WORK INSTRUCTIONS
Search the material for the string "text" and copy each line where it occurs.

RECORDS SUPPLIED
########################################

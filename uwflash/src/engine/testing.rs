//! Simulated bootloader for engine tests.

use {
    crate::{
        engine::Timing,
        error::{Error, Result},
        protocol::fup::{ENTER_BOOTLOADER, FieldWidth, checksum, option},
        transport::Transport,
    },
    std::{
        collections::{BTreeMap, VecDeque},
        io::Write,
        path::PathBuf,
        time::Duration,
    },
};

/// Short timer periods so sessions finish quickly.
pub(crate) fn fast_timing() -> Timing {
    Timing {
        command_timeout: Duration::from_millis(500),
        device_ready_interval: Duration::from_millis(2),
        device_ready_checks: 20,
        break_pulse: Duration::from_millis(2),
        baud_change_delay: Duration::from_millis(5),
        restart_delay: Duration::from_millis(5),
        spread_factor: 80,
    }
}

/// Write `contents` to a temporary upgrade file.
pub(crate) fn firmware_file(contents: &[u8]) -> (tempfile::TempDir, PathBuf) {
    let dir = tempfile::tempdir().unwrap();
    let path = dir
        .path()
        .join("firmware.uwf");
    let mut file = std::fs::File::create(&path).unwrap();
    file.write_all(contents)
        .unwrap();
    (dir, path)
}

/// A module that answers FUP commands the way a bootloader does.
///
/// Every `transmit` call is taken as one complete frame.
#[derive(Debug)]
pub(crate) struct SimModule {
    pub port_name: String,
    pub baud: Option<u32>,
    pub opened_at: Vec<u32>,
    pub frames: Vec<Vec<u8>>,
    pub at_fup: usize,
    pub breaks: Vec<bool>,
    pub dtr: Vec<bool>,
    pub ready_polls: usize,

    pub version: String,
    pub enhanced: bool,
    pub max_erase_len: u32,
    pub max_write_len: u32,
    pub max_checksum_len: u32,
    pub max_verify_checksum_len: u32,
    pub max_write_size: u32,
    pub erase_sizes: Vec<u32>,
    pub baud_rates: Vec<u32>,

    pub ignore_versions: usize,
    pub platform_error: Option<u8>,
    pub unlock_error: Option<u8>,
    pub nak_verify: bool,
    pub reject_reboot: bool,
    pub not_ready_polls: usize,
    pub never_ready: bool,
    pub unplug_on: Option<u8>,
    pub fail_open_at: Option<u32>,

    pub platform: Option<[u8; 4]>,
    pub unlock_key: Option<Vec<u8>>,
    pub settings: BTreeMap<u16, u8>,
    pub erased: Vec<(u32, Option<u8>)>,
    pub memory: BTreeMap<u32, u8>,
    pub verifies: Vec<(u32, u32)>,
    pub reboots: usize,

    write_width: FieldWidth,
    checksum_width: FieldWidth,
    verify_width: FieldWidth,
    pending_write: Option<(u32, u32)>,
    unplugged: bool,
    rx: VecDeque<u8>,
}

impl SimModule {
    /// Bootloader that only knows the basic command set.
    pub fn legacy() -> Self {
        Self {
            port_name: "/dev/ttyUSB0".to_string(),
            baud: None,
            opened_at: Vec::new(),
            frames: Vec::new(),
            at_fup: 0,
            breaks: Vec::new(),
            dtr: Vec::new(),
            ready_polls: 0,
            version: "3.1.0".to_string(),
            enhanced: false,
            max_erase_len: 0,
            max_write_len: 0,
            max_checksum_len: 0,
            max_verify_checksum_len: 0,
            max_write_size: 0,
            erase_sizes: Vec::new(),
            baud_rates: Vec::new(),
            ignore_versions: 0,
            platform_error: None,
            unlock_error: None,
            nak_verify: false,
            reject_reboot: false,
            not_ready_polls: 0,
            never_ready: false,
            unplug_on: None,
            fail_open_at: None,
            platform: None,
            unlock_key: None,
            settings: BTreeMap::new(),
            erased: Vec::new(),
            memory: BTreeMap::new(),
            verifies: Vec::new(),
            reboots: 0,
            write_width: FieldWidth::One,
            checksum_width: FieldWidth::One,
            verify_width: FieldWidth::Four,
            pending_write: None,
            unplugged: false,
            rx: VecDeque::new(),
        }
    }

    /// Bootloader with capability queries, sized erase and baud switching.
    pub fn enhanced() -> Self {
        Self {
            version: "6.2.0".to_string(),
            enhanced: true,
            max_erase_len: 1,
            max_write_len: 2,
            max_checksum_len: 4,
            max_verify_checksum_len: 4,
            max_write_size: 1024,
            erase_sizes: vec![0x1000, 0x10000],
            baud_rates: vec![115200, 460800, 921600],
            ..Self::legacy()
        }
    }

    /// Transmitted frames starting with `command`.
    pub fn sent(&self, command: u8) -> Vec<&[u8]> {
        self.frames
            .iter()
            .filter(|f| f.first() == Some(&command))
            .map(Vec::as_slice)
            .collect()
    }

    /// Bytes written at `address`.
    pub fn read_memory(&self, address: u32, len: usize) -> Vec<u8> {
        (0..len as u32)
            .map(|i| {
                self.memory
                    .get(&(address + i))
                    .copied()
                    .unwrap_or(0xFF)
            })
            .collect()
    }

    fn reply(&mut self, bytes: &[u8]) {
        self.rx
            .extend(bytes);
    }

    fn ack(&mut self) {
        self.reply(b"a");
    }

    fn error(&mut self, code: u8) {
        self.reply(&[b'f', code]);
    }

    fn read_u32(data: &[u8], at: usize) -> u32 {
        u32::from_le_bytes([data[at], data[at + 1], data[at + 2], data[at + 3]])
    }

    fn read_width(data: &[u8], at: usize, width: FieldWidth) -> u32 {
        data[at..at + width.bytes() as usize]
            .iter()
            .rev()
            .fold(0, |acc, &b| (acc << 8) | u32::from(b))
    }

    fn query_value(&self, option: u16, index: u8) -> (u32, bool) {
        let list = |items: &[u32]| match index {
            0 => (items.len() as u32, !items.is_empty()),
            i => {
                let i = usize::from(i) - 1;
                (
                    items
                        .get(i)
                        .copied()
                        .unwrap_or(0),
                    i + 1 < items.len(),
                )
            },
        };
        match option {
            option::MAX_ERASE_LEN => (self.max_erase_len, false),
            option::MAX_WRITE_LEN => (self.max_write_len, false),
            option::MAX_CHECKSUM_LEN => (self.max_checksum_len, false),
            option::MAX_VERIFY_CHECKSUM_LEN => (self.max_verify_checksum_len, false),
            option::MAX_BAUDRATE => (
                self.baud_rates
                    .iter()
                    .copied()
                    .max()
                    .unwrap_or(0),
                false,
            ),
            option::MAX_ERASE_SIZE_PER_CMD => (
                self.erase_sizes
                    .iter()
                    .copied()
                    .max()
                    .unwrap_or(0),
                false,
            ),
            option::MAX_WRITE_SIZE_PER_CMD => (self.max_write_size, false),
            option::MAX_CHECKSUM_SIZE_PER_CMD => (0x10000, false),
            option::ERASE_SIZES => list(&self.erase_sizes),
            option::SUPPORTED_BAUDRATES => list(&self.baud_rates),
            _ => (0, false),
        }
    }

    fn width_for(value: u8) -> FieldWidth {
        match value {
            4 => FieldWidth::Four,
            2 => FieldWidth::Two,
            _ => FieldWidth::One,
        }
    }

    fn respond(&mut self, data: &[u8]) {
        if data == ENTER_BOOTLOADER {
            self.at_fup += 1;
            return;
        }
        let Some(&command) = data.first() else {
            return;
        };
        match command {
            b'V' => {
                if self.ignore_versions > 0 {
                    self.ignore_versions -= 1;
                    return;
                }
                let reply = format!("V{}\r", self.version);
                self.reply(reply.as_bytes());
            },
            b'p' => {
                self.platform = Some([data[1], data[2], data[3], data[4]]);
                match self.platform_error {
                    Some(code) => self.error(code),
                    None => self.ack(),
                }
            },
            b'?' | b'o' | b's' if !self.enhanced => self.error(4),
            b'?' => self.reply(&[b'?', 0xFF, 0x03, 0, 0, 0, 0, 0, 0]),
            b'o' => {
                let option = u16::from_le_bytes([data[1], data[2]]);
                let (value, more) = self.query_value(option, data[3]);
                let mut reply = vec![b'o', data[1], data[2], data[3]];
                reply.extend_from_slice(&value.to_le_bytes());
                reply.push(u8::from(more));
                self.reply(&reply);
            },
            b's' => {
                let option = u16::from_le_bytes([data[1], data[2]]);
                let value = data[3];
                self.settings
                    .insert(option, value);
                match option {
                    option::CURRENT_WRITE_LEN => self.write_width = Self::width_for(value),
                    option::CURRENT_CHECKSUM_LEN => self.checksum_width = Self::width_for(value),
                    option::CURRENT_VERIFY_CHECKSUM_LEN => {
                        self.verify_width = Self::width_for(value);
                    },
                    _ => {},
                }
                self.reply(&[b's', data[1], data[2], value]);
            },
            b'u' => {
                self.unlock_key = Some(data[1..].to_vec());
                match self.unlock_error {
                    Some(code) => self.error(code),
                    None => self.ack(),
                }
            },
            b'e' => {
                let address = Self::read_u32(data, 1);
                let index = data
                    .get(5)
                    .copied();
                self.erased
                    .push((address, index));
                self.ack();
            },
            b'w' => {
                let address = Self::read_u32(data, 1);
                let size = Self::read_width(data, 5, self.write_width);
                self.pending_write = Some((address, size));
                self.ack();
            },
            b'd' => {
                let Some((address, size)) = self
                    .pending_write
                    .take()
                else {
                    self.error(1);
                    return;
                };
                let width = self.checksum_width;
                let end = data.len() - width.bytes() as usize;
                let chunk = &data[1..end];
                let sum = Self::read_width(data, end, width);
                if chunk.len() != size as usize || sum != width.truncate(checksum(chunk)) {
                    self.error(37);
                    return;
                }
                for (i, &b) in chunk
                    .iter()
                    .enumerate()
                {
                    self.memory
                        .insert(address + i as u32, b);
                }
                self.ack();
            },
            b'v' => {
                let address = Self::read_u32(data, 1);
                let size = Self::read_u32(data, 5);
                let sum = Self::read_width(data, 9, self.verify_width);
                self.verifies
                    .push((address, size));
                let stored = self.read_memory(address, size as usize);
                if self.nak_verify || sum != self.verify_width.truncate(checksum(&stored)) {
                    self.reply(b"n");
                } else {
                    self.ack();
                }
            },
            b'z' => {
                self.reboots += 1;
                if self.reject_reboot {
                    self.error(4);
                }
            },
            _ => self.error(4),
        }
    }
}

impl Transport for SimModule {
    fn open(&mut self, baud_rate: u32) -> Result<()> {
        if self.fail_open_at == Some(baud_rate) {
            return Err(Error::PortFailedToOpen {
                port: self
                    .port_name
                    .clone(),
                reason: "simulated failure".to_string(),
            });
        }
        self.baud = Some(baud_rate);
        self.opened_at
            .push(baud_rate);
        Ok(())
    }

    fn close(&mut self) {
        self.baud = None;
    }

    fn is_open(&self) -> bool {
        self.baud
            .is_some()
    }

    fn port_name(&self) -> &str {
        &self.port_name
    }

    fn set_port_name(&mut self, name: &str) {
        self.port_name = name.to_string();
    }

    fn transmit(&mut self, data: &[u8]) -> Result<()> {
        if self
            .baud
            .is_none()
        {
            return Err(Error::PortNotOpen);
        }
        self.frames
            .push(data.to_vec());
        if data.first() == self
            .unplug_on
            .as_ref()
        {
            self.unplugged = true;
            return Ok(());
        }
        self.respond(data);
        Ok(())
    }

    fn device_ready(&mut self) -> Result<bool> {
        self.ready_polls += 1;
        Ok(!self.never_ready && self.ready_polls > self.not_ready_polls)
    }

    fn set_dtr(&mut self, level: bool) -> Result<()> {
        self.dtr
            .push(level);
        Ok(())
    }

    fn set_break(&mut self, level: bool) -> Result<()> {
        self.breaks
            .push(level);
        Ok(())
    }

    fn receive(&mut self, buf: &mut Vec<u8>) -> Result<usize> {
        if self.unplugged {
            self.unplugged = false;
            self.baud = None;
            return Err(Error::DeviceUnplugged);
        }
        let n = self
            .rx
            .len();
        buf.extend(
            self.rx
                .drain(..),
        );
        Ok(n)
    }
}
//! Firmware update command implementation.

use {
    crate::{Cli, CliError, UpdateArgs, config::Config, get_port, use_fancy_output, was_interrupted},
    anyhow::Result,
    console::style,
    dialoguer::{Confirm, theme::ColorfulTheme},
    indicatif::{ProgressBar, ProgressStyle},
    log::{debug, warn},
    std::{io::IsTerminal, path::Path, str::FromStr},
    uwflash::{
        Engine, EntryConsent, EntryMethod, NativeOpener, SerialTransport, SessionEvent,
        UpdateSettings, entry::default_backend, parse_unlock_key,
    },
};

fn ensure_not_interrupted() -> Result<()> {
    if was_interrupted() {
        Err(CliError::Cancelled("Interrupted".to_string()).into())
    } else {
        Ok(())
    }
}

/// Settings from the command line over the configuration file over defaults.
///
/// The port is filled in later, once it has been selected.
fn build_settings(args: &UpdateArgs, config: &Config, firmware: &Path) -> Result<UpdateSettings> {
    let update = &config.update;
    let mut settings = UpdateSettings::new(String::new(), firmware);

    if let Some(baud) = args
        .app_baud
        .or(update.application_baud)
    {
        settings.application_baud = baud;
    }
    if let Some(baud) = args
        .bootloader_baud
        .or(update.bootloader_baud)
    {
        settings.bootloader_baud = baud;
    }
    settings.max_baud = args
        .max_baud
        .or(update.max_baud);
    settings.exact_baud = args
        .exact_baud
        .or(update.exact_baud);

    settings.entry_method = match (args.entry, &update.entry) {
        (Some(entry), _) => entry.into(),
        (None, Some(name)) => EntryMethod::from_str(name)
            .map_err(|e| CliError::Config(format!("Invalid [update] entry in config: {e}")))?,
        (None, None) => EntryMethod::default(),
    };

    settings.disable_enhanced = args.no_enhanced || update.disable_enhanced;
    settings.reboot_before = args.reboot_before || update.reboot_before;
    settings.reboot_dtr = !args.dtr_low;
    settings.reboot_after = !(args.no_reboot || update.skip_reboot);
    settings.verify = !(args.no_verify || update.skip_verify);
    settings.validate = !(args.no_validate || update.skip_validate);

    if let Some(hex) = &args.unlock_key {
        settings.unlock_key =
            parse_unlock_key(hex).map_err(|e| CliError::Usage(format!("--unlock-key: {e}")))?;
    }
    settings.bridge_serial = args
        .bridge_serial
        .clone()
        .or_else(|| {
            update
                .bridge_serial
                .clone()
        });
    settings.skip_entry_confirmation = args.yes;

    Ok(settings)
}

/// Asks once before the first hardware bootloader entry and remembers the answer.
struct PromptConsent {
    non_interactive: bool,
}

impl EntryConsent for PromptConsent {
    fn confirm(&mut self, method: EntryMethod) -> uwflash::Result<()> {
        if Config::entry_acknowledged() {
            return Ok(());
        }
        if self.non_interactive || !std::io::stdin().is_terminal() {
            return Err(uwflash::Error::SetupRequired(format!(
                "{method} entry resets the module through its USB bridge; \
                 confirm once interactively or pass --yes"
            )));
        }

        eprintln!(
            "{} {method} entry drives the bridge's GPIO lines to reset the module.",
            style("⚠").yellow()
        );
        eprintln!(
            "  {}",
            style("Only use it with the matching development board attached.").dim()
        );
        let confirmed = Confirm::with_theme(&ColorfulTheme::default())
            .with_prompt("Continue with hardware bootloader entry?")
            .default(false)
            .interact_opt()
            .map_err(|err| match err {
                dialoguer::Error::IO(e) if e.kind() == std::io::ErrorKind::Interrupted => {
                    uwflash::Error::EntryCancelled
                },
                dialoguer::Error::IO(e) => uwflash::Error::Io(e),
            })?
            .unwrap_or(false);

        if !confirmed {
            return Err(uwflash::Error::EntryCancelled);
        }
        if let Err(e) = Config::acknowledge_entry() {
            warn!("Failed to remember hardware entry confirmation: {e}");
        }
        Ok(())
    }
}

fn progress_bar(cli: &Cli) -> ProgressBar {
    if cli.quiet || !use_fancy_output() {
        return ProgressBar::hidden();
    }
    let pb = ProgressBar::new(100);
    #[allow(clippy::unwrap_used)] // Static template string
    pb.set_style(
        ProgressStyle::default_bar()
            .template("{spinner:.green} [{elapsed_precise}] [{bar:40.cyan/blue}] {pos}% {msg}")
            .unwrap()
            .progress_chars("#>-"),
    );
    pb.set_draw_target(indicatif::ProgressDrawTarget::stderr());
    pb
}

/// Update command implementation.
pub(crate) fn cmd_update(
    cli: &Cli,
    config: &mut Config,
    firmware: &Path,
    args: &UpdateArgs,
) -> Result<()> {
    ensure_not_interrupted()?;

    let mut settings = build_settings(args, config, firmware)?;
    settings.port = get_port(cli, config)?;
    settings
        .check()
        .map_err(|e| CliError::Usage(e.to_string()))?;

    if !cli.quiet {
        eprintln!(
            "{} Updating {} on {} ({} entry, {} baud)",
            style("📦").cyan(),
            firmware.display(),
            style(&settings.port).green(),
            settings.entry_method,
            settings.initial_baud()
        );
    }

    let transport = SerialTransport::new(NativeOpener, settings.port.clone());
    let mut engine = Engine::new(transport)
        .with_bridge(default_backend())
        .with_consent(PromptConsent {
            non_interactive: cli.non_interactive,
        });

    let pb = progress_bar(cli);
    let quiet = cli.quiet;
    let result = engine.run(settings, |event| match event {
        SessionEvent::Action(text) => {
            debug!("{text}");
            if !quiet {
                let line = format!("{} {text}", style("›").cyan());
                if pb.is_hidden() {
                    eprintln!("{line}");
                } else {
                    pb.println(line);
                }
            }
        },
        SessionEvent::Progress { task, overall } => {
            if let Some(overall) = overall {
                pb.set_position(u64::from(*overall));
            }
            if let Some(task) = task {
                pb.set_message(format!("block {task}%"));
            }
        },
        SessionEvent::Error { module, message } => debug!("{module} error: {message}"),
        SessionEvent::Active(active) => debug!("Session active: {active}"),
        SessionEvent::Finished {
            success,
            elapsed_ms,
        } => {
            debug!("Session finished (success: {success}, {elapsed_ms} ms)");
            pb.finish_and_clear();
        },
        SessionEvent::PortRenamed(name) => debug!("Port renamed to {name}"),
    });
    pb.finish_and_clear();

    let outcome = match result {
        Ok(outcome) => outcome,
        Err(uwflash::Error::Interrupted) if was_interrupted() => {
            return Err(CliError::Cancelled("Update interrupted".to_string()).into());
        },
        Err(e) => return Err(e.into()),
    };

    if !quiet {
        if let Some(version) = &outcome.bootloader_version {
            eprintln!("{} Bootloader version {version}", style("ℹ").blue());
        }
        if !outcome.rebooted {
            eprintln!(
                "{} Module left in bootloader mode on {} at {} baud",
                style("ℹ").blue(),
                outcome.port_name,
                outcome.baud_rate
            );
        }
        eprintln!(
            "\n{} Firmware updated in {:.1}s",
            style("🎉").green().bold(),
            outcome
                .elapsed
                .as_secs_f64()
        );
    }

    Ok(())
}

########################################

ANSWER FOR THE TASK
        SessionEvent::Action(text) => {
            debug!("{text}");
                let line = format!("{} {text}", style("›").cyan());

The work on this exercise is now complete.